Por outras palavras: o vazio constitutivo da tela (homologável ao vazio branco da folha que, de momento, tento preencher) é parte integrante e indeclinável do fazer artístico, assim como da linguagem em que esse fazer se traduz para poder ser partilhado, alargado à esfera pública (e não apenas a uma clique de académicos e intelectuais). Refiro-me, portanto, às minudências do suporte, à ganga que passa despercebida, a estas inaparentes marginalidades: o branco, o vazio. Estes nadas, pequenos tudos, ou vice-versa. Pensar esse vazio, a radicalidade inultrapassável que o institui, é apenas uma das inúmeras formas de metabolizar estas e outras angústias inerentes à linguagem artística, permitindo repossibilitar a existência com sentidos inesperados: da poesia ao cinema, da arte do retrato a uma canção pop, de Peter Sloterdijk a Merleau-Ponty, das paredes de Lascaux à arte urbana, das políticas culturais à fenomenologia do corpo, e assim sucessivamente.

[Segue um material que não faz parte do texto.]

//! Random walk sampling with restart on dead ends.

use std::collections::BTreeSet;

use rand::seq::IteratorRandom;
use rand::Rng;

use scaledown_core::ProgressObserver;

use super::{checked_target, report_sampling, to_ids, UnvisitedPool};
use crate::error::Result;
use crate::graph::ResourceGraph;

/// Walks to a uniformly random unvisited neighbor each step. When every
/// neighbor has been visited the walk jumps to a random unvisited node.
#[derive(Debug, Clone, Copy, Default)]
pub struct RandomWalkSampler;

impl RandomWalkSampler {
    pub fn sample<R: Rng + ?Sized>(
        &self,
        graph: &ResourceGraph,
        target_count: usize,
        rng: &mut R,
        progress: Option<&dyn ProgressObserver>,
    ) -> Result<BTreeSet<String>> {
        let target = checked_target(graph, target_count)?;
        let view = graph.undirected();
        let n = view.node_count();

        let mut unvisited = UnvisitedPool::new(n);
        let mut sample = Vec::with_capacity(target);
        let mut current = rng.gen_range(0..n);
        unvisited.remove(current);
        sample.push(current);
        let mut restarts = 0usize;

        while sample.len() < target {
            let next = view
                .neighbors(current)
                .iter()
                .copied()
                .filter(|&v| unvisited.contains(v))
                .choose(rng);
            let next = match next {
                Some(next) => next,
                None => match unvisited.pick(rng) {
                    Some(jump) => {
                        restarts += 1;
                        jump
                    }
                    None => break,
                },
            };

            unvisited.remove(next);
            sample.push(next);
            current = next;
            report_sampling(progress, sample.len(), target);
        }

        tracing::debug!(sampled = sample.len(), target, restarts, "Random walk complete");
        Ok(to_ids(graph, &sample))
    }
}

E uso a palavra “angústias” num sentido despojado de dramaticidade narcísica: pensar a angústia de existir (e de ver, de questionar, de pensar, de coexistir com os outros, de não compreender) é reivindicar para o animal humano uma condição existencial ainda longe de o caducar e extinguir de forma irreversível (note-se: já há muito que se fala de sermos “pós-humanos”, mas as questões que nos tiram o sono de há milénios para cá – quem somos?, o que somos?, de onde vimos?, etc. – continuam sem resposta, ou com respostas a mais – ou, então, com perguntas a menos; e não há tique sobranceiro de eruditismo engatilhado num prefixo que arrume de vez estes abalos para alívio geral da nossa espécie).

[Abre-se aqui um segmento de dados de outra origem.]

//! Validated property predicates for criteria-driven node selection.
//!
//! A [`PropertyPredicate`] can only be built from criteria whose keys are in
//! [`ALLOWED_PATTERN_PATHS`]. Property paths are therefore the only text ever
//! spliced into Cypher; every value travels as a bound parameter.

use std::collections::BTreeMap;

use neo4rs::BoltType;
use serde_json::Value;

use scaledown_core::Properties;

use crate::client::GraphError;

/// Maximum number of criteria in a single predicate.
pub const MAX_PATTERN_CRITERIA: usize = 20;

/// Closed set of property paths criteria may reference.
pub const ALLOWED_PATTERN_PATHS: &[&str] = &[
    "type",
    "name",
    "location",
    "kind",
    "sku",
    "resource_group",
    "subscription_id",
    "provisioning_state",
    "tags.environment",
    "tags.owner",
    "tags.application",
    "tags.cost_center",
    "tags.project",
    "tags.team",
];

/// A scalar value a criterion may compare against.
#[derive(Debug, Clone, PartialEq)]
pub enum CriterionValue {
    String(String),
    Bool(bool),
    Int(i64),
    Float(f64),
}

impl CriterionValue {
    fn from_json(key: &str, value: &Value) -> Result<Self, GraphError> {
        match value {
            Value::String(s) => Ok(Self::String(s.clone())),
            Value::Bool(b) => Ok(Self::Bool(*b)),
            Value::Number(n) => match n.as_i64() {
                Some(i) => Ok(Self::Int(i)),
                None => n.as_f64().map(Self::Float).ok_or_else(|| {
                    GraphError::InvalidPredicate(format!("unrepresentable number for '{key}'"))
                }),
            },
            _ => Err(GraphError::InvalidPredicate(format!(
                "criterion '{key}' must be a string, boolean, or number"
            ))),
        }
    }

    /// Exact-match comparison against a stored property value.
    pub fn matches(&self, stored: &Value) -> bool {
        match (self, stored) {
            (Self::String(a), Value::String(b)) => a == b,
            (Self::Bool(a), Value::Bool(b)) => a == b,
            (Self::Int(a), Value::Number(b)) => b.as_i64() == Some(*a),
            (Self::Float(a), Value::Number(b)) => b.as_f64() == Some(*a),
            _ => false,
        }
    }

    pub(crate) fn to_bolt(&self) -> BoltType {
        match self {
            Self::String(s) => s.clone().into(),
            Self::Bool(b) => (*b).into(),
            Self::Int(i) => (*i).into(),
            Self::Float(f) => (*f).into(),
        }
    }
}

/// One `path = value` clause.
#[derive(Debug, Clone, PartialEq)]
pub struct PropertyClause {
    pub path: &'static str,
    pub value: CriterionValue,
}

/// A conjunction of exact-match clauses over allow-listed property paths.
#[derive(Debug, Clone, PartialEq)]
pub struct PropertyPredicate {
    clauses: Vec<PropertyClause>,
}

impl PropertyPredicate {
    /// Validate criteria and build a predicate.
    ///
    /// Rejects empty criteria, more than [`MAX_PATTERN_CRITERIA`] entries, keys
    /// outside [`ALLOWED_PATTERN_PATHS`], and non-scalar values.
    pub fn new(criteria: &BTreeMap<String, Value>) -> Result<Self, GraphError> {
        if criteria.is_empty() {
            return Err(GraphError::InvalidPredicate(
                "criteria must not be empty".to_string(),
            ));
        }
        if criteria.len() > MAX_PATTERN_CRITERIA {
            return Err(GraphError::InvalidPredicate(format!(
                "{} criteria exceeds the limit of {MAX_PATTERN_CRITERIA}",
                criteria.len()
            )));
        }

        let mut clauses = Vec::with_capacity(criteria.len());
        for (key, value) in criteria {
            let path = ALLOWED_PATTERN_PATHS
                .iter()
                .copied()
                .find(|allowed| *allowed == key)
                .ok_or_else(|| {
                    GraphError::InvalidPredicate(format!("property path '{key}' is not allowed"))
                })?;
            clauses.push(PropertyClause {
                path,
                value: CriterionValue::from_json(key, value)?,
            });
        }

        Ok(Self { clauses })
    }

    pub fn clauses(&self) -> &[PropertyClause] {
        &self.clauses
    }

    /// Render the WHERE fragment for node variable `var` together with its
    /// parameters (`p0`, `p1`, ...).
    pub fn to_cypher(&self, var: &str) -> (String, Vec<(String, BoltType)>) {
        let mut parts = Vec::with_capacity(self.clauses.len());
        let mut params = Vec::with_capacity(self.clauses.len());
        for (i, clause) in self.clauses.iter().enumerate() {
            let name = format!("p{i}");
            parts.push(format!("{var}.`{}` = ${name}", clause.path));
            params.push((name, clause.value.to_bolt()));
        }
        (parts.join(" AND "), params)
    }

    /// Evaluate against an in-memory property map.
    pub fn matches(&self, properties: &Properties) -> bool {
        self.clauses.iter().all(|clause| {
            properties
                .get(clause.path)
                .is_some_and(|stored| clause.value.matches(stored))
        })
    }
}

No fundo, começar, aqui, é já estar algures num ponto intermédio; e, por isso, pensar este vazio significa reconhecê-lo como estando já a meio de um percurso para o qual não importa mais o começo nem a chegada. Entre muitas coisas (que serão desenvolvidas em futuros textos), pensar este vazio é reconhecer a potência da imprevisibilidade, do erro e da errância como matéria viva sem a qual a lógica da racionalidade, em vez de nos ajudar a progredir, apenas nos embrutece, cingindo-nos a um tempo de crises inócuas, pautadas pela esquizofrenia da contabilidade (o “bater punho” empreendedor e quejandos), um tempo “sem aroma”, no dizer de Byung-Chul Han, um tempo-espaço onde nada se inscreve plenamente, levando-nos a crer que vivemos numa era de vertigens e de velocidade indomável, quando o mais certo, segundo o filósofo, é apenas não estarmos animicamente dispostos a gozar da sofreguidão do tempo, inclusive das suas arestas, a compreender a malignidade da nossa natureza contra o polimento facebookianesco a que nos sujeitamos para nos servirmos uns aos outros como dóceis, lisos, higienizados e, aqui sim, vaziamente pós-humanos.

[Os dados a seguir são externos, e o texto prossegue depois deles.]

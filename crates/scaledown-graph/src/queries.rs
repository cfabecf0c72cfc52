//! Read operations against the resource graph.
//!
//! Pages are ordered so that consecutive SKIP/LIMIT reads over an unchanged
//! store are stable.

use neo4rs::query;

use scaledown_core::{NodeLayer, Properties, TenantId};

use crate::client::{decode_count, GraphClient, GraphError};
use crate::predicate::PropertyPredicate;

/// A resource node with its full property map.
#[derive(Debug, Clone, PartialEq, serde::Serialize, serde::Deserialize)]
pub struct NodeRecord {
    pub id: String,
    pub properties: Properties,
}

/// A directed relationship between two resource nodes.
#[derive(Debug, Clone, PartialEq, serde::Serialize, serde::Deserialize)]
pub struct EdgeRecord {
    pub source_id: String,
    pub target_id: String,
    pub rel_type: String,
    pub properties: Properties,
}

impl GraphClient {
    /// Whether the tenant node exists.
    pub async fn tenant_exists(&self, tenant_id: &TenantId) -> Result<bool, GraphError> {
        let q = query(
            "MATCH (t:Tenant {id: $tenant_id})
             RETURN count(t) AS cnt",
        )
        .param("tenant_id", tenant_id.to_string());

        match self.query_one(q).await? {
            Some(row) => Ok(decode_count(row.get::<i64>("cnt"), "cnt")? > 0),
            None => Ok(false),
        }
    }

    /// Read one page of resource nodes in the given layer.
    pub async fn fetch_node_page(
        &self,
        tenant_id: &TenantId,
        layer: NodeLayer,
        skip: usize,
        limit: usize,
    ) -> Result<Vec<NodeRecord>, GraphError> {
        let cypher = format!(
            "MATCH (r:Resource)
             WHERE {} AND r.tenant_id = $tenant_id
             RETURN r.id AS id, apoc.convert.toJson(properties(r)) AS props
             ORDER BY r.id
             SKIP $skip LIMIT $limit",
            layer.predicate("r")
        );

        let q = query(&cypher)
            .param("tenant_id", tenant_id.to_string())
            .param("skip", skip as i64)
            .param("limit", limit as i64);

        let rows = self.query_rows(q).await?;
        let mut results = Vec::with_capacity(rows.len());
        for row in rows {
            let id: String = row.get("id").map_err(|e| {
                GraphError::Serialization(format!("Failed to read node id: {e}"))
            })?;
            let props: String = row.get("props").unwrap_or_default();
            results.push(NodeRecord {
                properties: parse_properties(&props)?,
                id,
            });
        }
        Ok(results)
    }

    /// Read one page of relationships whose endpoints are both in `layer`,
    /// excluding relationships of type `excluded_rel_type`.
    pub async fn fetch_edge_page(
        &self,
        tenant_id: &TenantId,
        layer: NodeLayer,
        excluded_rel_type: &str,
        skip: usize,
        limit: usize,
    ) -> Result<Vec<EdgeRecord>, GraphError> {
        let cypher = edge_page_cypher(layer);
        let q = query(&cypher)
            .param("tenant_id", tenant_id.to_string())
            .param("excluded", excluded_rel_type.to_string())
            .param("skip", skip as i64)
            .param("limit", limit as i64);

        let rows = self.query_rows(q).await?;
        let mut results = Vec::with_capacity(rows.len());
        for row in rows {
            let source_id: String = row.get("source_id").map_err(|e| {
                GraphError::Serialization(format!("Failed to read edge source: {e}"))
            })?;
            let target_id: String = row.get("target_id").map_err(|e| {
                GraphError::Serialization(format!("Failed to read edge target: {e}"))
            })?;
            let rel_type: String = row.get("rel_type").map_err(|e| {
                GraphError::Serialization(format!("Failed to read edge type: {e}"))
            })?;
            let props: String = row.get("props").unwrap_or_default();
            results.push(EdgeRecord {
                source_id,
                target_id,
                rel_type,
                properties: parse_properties(&props)?,
            });
        }
        Ok(results)
    }

    /// Ids of nodes in `layer` satisfying every clause of `predicate`.
    pub async fn find_matching(
        &self,
        tenant_id: &TenantId,
        layer: NodeLayer,
        predicate: &PropertyPredicate,
    ) -> Result<Vec<String>, GraphError> {
        let (fragment, params) = predicate.to_cypher("r");
        let cypher = format!(
            "MATCH (r:Resource)
             WHERE {} AND r.tenant_id = $tenant_id AND {fragment}
             RETURN r.id AS id
             ORDER BY r.id",
            layer.predicate("r")
        );

        let mut q = query(&cypher).param("tenant_id", tenant_id.to_string());
        for (name, value) in params {
            q = q.param(&name, value);
        }

        let rows = self.query_rows(q).await?;
        let mut ids = Vec::with_capacity(rows.len());
        for row in rows {
            let id: String = row.get("id").map_err(|e| {
                GraphError::Serialization(format!("Failed to read matched id: {e}"))
            })?;
            ids.push(id);
        }
        Ok(ids)
    }
}

/// Relationships are ordered by endpoints and type, then by element id so
/// parallel relationships of the same type keep a fixed position across pages.
fn edge_page_cypher(layer: NodeLayer) -> String {
    format!(
        "MATCH (a:Resource)-[rel]->(b:Resource)
         WHERE {} AND {} AND a.tenant_id = $tenant_id
           AND type(rel) <> $excluded
         RETURN a.id AS source_id, b.id AS target_id, type(rel) AS rel_type,
                apoc.convert.toJson(properties(rel)) AS props,
                elementId(rel) AS rel_key
         ORDER BY source_id, target_id, rel_type, rel_key
         SKIP $skip LIMIT $limit",
        layer.predicate("a"),
        layer.predicate("b")
    )
}

/// Parse a JSON-encoded property map as produced by `apoc.convert.toJson`.
fn parse_properties(json: &str) -> Result<Properties, GraphError> {
    if json.is_empty() {
        return Ok(Properties::new());
    }
    match serde_json::from_str::<serde_json::Value>(json) {
        Ok(serde_json::Value::Object(map)) => Ok(map),
        Ok(serde_json::Value::Null) => Ok(Properties::new()),
        Ok(other) => Err(GraphError::Serialization(format!(
            "expected a property object, got {other}"
        ))),
        Err(e) => Err(GraphError::Serialization(format!(
            "Failed to parse properties: {e}"
        ))),
    }
}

Pensar é mergulhar a fundo no caos e no desastre a que continuamente votamos a nossa existência (desastre, à letra, é o astro que sai da previsibilidade fechada da sua órbita); o caos rizomático do pensamento implica como condição indispensável compreender que somos feitos de complexidade, de linhas de fuga, e não de pontos ou centros estáveis e estanques. É exercer um tipo especial de violência sobre as coisas e os sujeitos (uma agressão semelhante àquela a que aspira toda a verdadeira obra de arte: não para comunicar ou nos fazer comunicar, não para explicar ou tagarelar, imiscuindo-se no ruído do mundo, mas para nos fulminar, nos fazer suster a respiração com o fulgor do inexplicável, do indizível. Um tipo de violência que, para acontecer, requer uma fruição do tempo, uma outra forma de viver e compreender o tédio e o desconforto. Em suma, uma outra forma de pensar a importância de haver tempo para pensar). A verdade é que não há nada de novo nisto – e, ainda assim, enquanto tento rematar este parágrafo, deparo-me no feed de notícias com um artigo em inglês que tem como título “Imagination is a powerful tool: why is philosophy afraid of it?”. O fulgor imaginativo é tão caro à filosofia como ao pensamento estético e ao pensamento científico (e hei de regressar a isto num futuro texto); e, porém, que hoje, no nosso tempo, em pleno século XXI, se sinta ainda necessidade de teorizar e trazer para o debate este género de questões, é inequivocamente sintomático da condição frágil que nos caracteriza enquanto sociedade, assim como do estado de perplexidade que nos imobiliza e nos faz encolher os ombros diante a torrente de informações contraditórias, paradoxos, ardis da “pós-verdade” e dos trumpianos factos alternativos.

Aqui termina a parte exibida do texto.